How to complete this task =
The answer must consist of every line in the data below that holds the word "callbacks".

++++++++

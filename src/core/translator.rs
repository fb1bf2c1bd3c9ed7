//! Turns platform events into input-state updates and callback calls.

use crate::traits::{GraphicsContext, NativeWindow};

use super::backbuffer::BackbufferSlot;
use super::callbacks::{CallbackRegistry, ResizeEvent};
use super::events::PlatformEvent;
use super::extent::ClientSize;
use super::input::{Action, InputState};

/// The parts of a session one event may touch
pub(crate) struct EventTarget<'a, W: NativeWindow> {
    pub window: &'a mut W,
    pub context: Option<&'a mut W::Context>,
    pub input: &'a mut InputState,
    pub callbacks: &'a mut CallbackRegistry,
    pub backbuffer: &'a mut BackbufferSlot<W::Surface>,
    pub close_requested: &'a mut bool,
    pub client_size: &'a mut ClientSize,
    pub report_key_release: bool,
    pub backbuffer_follows_resize: bool,
}

/// Apply one event synchronously: state first, then the callback
pub(crate) fn translate<W: NativeWindow>(event: PlatformEvent, target: &mut EventTarget<'_, W>) {
    match event {
        PlatformEvent::Close => *target.close_requested = true,
        PlatformEvent::Resized(size) => resize(size, target),
        PlatformEvent::Key {
            code,
            pressed,
            repeat,
        } => {
            target.input.set_key(code, pressed);

            let action = match (pressed, repeat) {
                (true, true) => Action::Repeat,
                (true, false) => Action::Press,
                (false, _) => Action::Release,
            };
            if action == Action::Release && !target.report_key_release {
                return;
            }
            if let Some(callback) = target.callbacks.key.as_mut() {
                callback(code, action);
            }
        }
        PlatformEvent::Char(c) => {
            if let Some(callback) = target.callbacks.char.as_mut() {
                callback(c);
            }
        }
        PlatformEvent::CursorMoved { x, y } => {
            target.input.set_cursor(x, y);
            if let Some(callback) = target.callbacks.cursor_pos.as_mut() {
                callback(x, y);
            }
        }
        PlatformEvent::MouseButton { button, pressed } => {
            target.input.set_mouse_button(button, pressed);
            let action = if pressed { Action::Press } else { Action::Release };
            // Modifiers come from the key table as it stands now
            let mods = target.input.modifiers();
            if let Some(callback) = target.callbacks.mouse_button.as_mut() {
                callback(button, action, mods);
            }
        }
        PlatformEvent::Scroll { dx, dy } => {
            if let Some(callback) = target.callbacks.scroll.as_mut() {
                callback(dx, dy);
            }
        }
        PlatformEvent::FilesDropped(paths) => {
            log::debug!("{} file(s) dropped", paths.len());
            if let Some(callback) = target.callbacks.drop.as_mut() {
                callback(&paths[..]);
            }
        }
    }
}

/// The backbuffer is rebuilt before the callback runs, so the callback
/// already sees a buffer matching the new client size.
fn resize<W: NativeWindow>(size: ClientSize, target: &mut EventTarget<'_, W>) {
    *target.client_size = size;

    // A zero-area client (minimized) keeps the current buffer
    if target.backbuffer_follows_resize && target.backbuffer.is_active() && !size.is_empty() {
        let window = &mut *target.window;
        if target.backbuffer.ensure(size, |s| window.create_surface(s)).is_none() {
            log::warn!("backbuffer lost on resize to {}x{}", size.width, size.height);
        }
    }

    if let Some(context) = target.context.as_deref_mut() {
        context.resize(size);
    }

    if let Some(callback) = target.callbacks.resize.as_mut() {
        callback(ResizeEvent {
            size,
            backbuffer: target.backbuffer.size(),
        });
    }
}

++++++++

Response to the exercise =
use super::callbacks::{CallbackRegistry, ResizeEvent};
    pub callbacks: &'a mut CallbackRegistry,
            if let Some(callback) = target.callbacks.key.as_mut() {
            if let Some(callback) = target.callbacks.char.as_mut() {
            if let Some(callback) = target.callbacks.cursor_pos.as_mut() {
            if let Some(callback) = target.callbacks.mouse_button.as_mut() {
            if let Some(callback) = target.callbacks.scroll.as_mut() {
            if let Some(callback) = target.callbacks.drop.as_mut() {
    if let Some(callback) = target.callbacks.resize.as_mut() {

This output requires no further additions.